[TASK STATEMENT]: Where the word "servers" shows up in the entries below, please copy the whole line.

[INFORMATION GIVEN]:
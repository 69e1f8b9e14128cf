//! Tool-server compositor.
//!
//! A [`services::Compositor`] mounts child tool servers under validated
//! prefixes, routes calls to them, fans their change events out to
//! subscribers, and guarantees that every resource a mount acquired is
//! released on unmount, on exit, or when a caller is cancelled mid
//! teardown.
//!
//! The module follows a hexagonal layout:
//!
//! - [`domain`]: prefixes, states, events, and snapshots
//! - [`ports`]: child session, connector, tool server, and owned resource
//!   contracts
//! - [`services`]: the registry, mounts, teardown, and notification routing
//! - [`adapters`]: in-process servers, child processes, and tasks
//! - [`pinned`]: the servers every compositor mounts for itself

pub mod adapters;
pub mod config;
pub mod domain;
pub mod pinned;
pub mod ports;
pub mod services;

#[cfg(test)]
mod tests;

pub use config::{CompositorConfig, ConfigError};
pub use services::{Compositor, CompositorError, CompositorResult, MountErrorPolicy};
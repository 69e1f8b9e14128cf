//! `compositor_meta`: read-only introspection of the mount set.

use super::{parse_args, to_json, upgrade};
use crate::compositor::domain::{META_PREFIX, ServerInfo, ToolDescriptor};
use crate::compositor::ports::{SessionError, SessionResult, ToolServer};
use crate::compositor::services::WeakCompositor;
use async_trait::async_trait;
use serde::Deserialize;
use serde_json::{Value, json};

#[derive(Debug, Deserialize)]
#[serde(deny_unknown_fields)]
struct PrefixArgs {
    prefix: String,
}

/// Introspection server mounted under `compositor_meta`.
///
/// Operations: `list_mounts`, `mount_state`, `list_tools`,
/// `teardown_failures`.
#[derive(Debug)]
pub struct MetaServer {
    compositor: WeakCompositor,
}

impl MetaServer {
    /// Creates the server.
    #[must_use]
    pub const fn new(compositor: WeakCompositor) -> Self {
        Self { compositor }
    }
}

#[async_trait]
impl ToolServer for MetaServer {
    fn info(&self) -> ServerInfo {
        ServerInfo::new(META_PREFIX, env!("CARGO_PKG_VERSION"))
            .with_instructions("Inspect mounted servers, their states, and their tools.")
            .with_tools([
                ToolDescriptor::new("list_mounts", "Snapshot every registered mount"),
                ToolDescriptor::new("mount_state", "State of one mount"),
                ToolDescriptor::new("list_tools", "Qualified tools of active mounts"),
                ToolDescriptor::new("teardown_failures", "Teardown failures observed so far"),
            ])
    }

    async fn call_tool(&self, name: &str, payload: Value) -> SessionResult<Value> {
        let compositor = upgrade(&self.compositor)?;
        match name {
            "list_mounts" => to_json(&compositor.list()),
            "mount_state" => {
                let args: PrefixArgs = parse_args(payload)?;
                let state = compositor.mount_state(&args.prefix).ok_or_else(|| {
                    SessionError::tool(format!("unknown mount: {}", args.prefix))
                })?;
                Ok(json!({ "prefix": args.prefix, "state": state }))
            }
            "list_tools" => to_json(&compositor.tools()),
            "teardown_failures" => to_json(&compositor.teardown_failures()),
            other => Err(SessionError::UnknownOperation(other.to_owned())),
        }
    }
}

[RESPONSE BELOW]:
//! A [`services::Compositor`] mounts child tool servers under validated
//! - [`adapters`]: in-process servers, child processes, and tasks
//! - [`pinned`]: the servers every compositor mounts for itself
            .with_instructions("Inspect mounted servers, their states, and their tools.")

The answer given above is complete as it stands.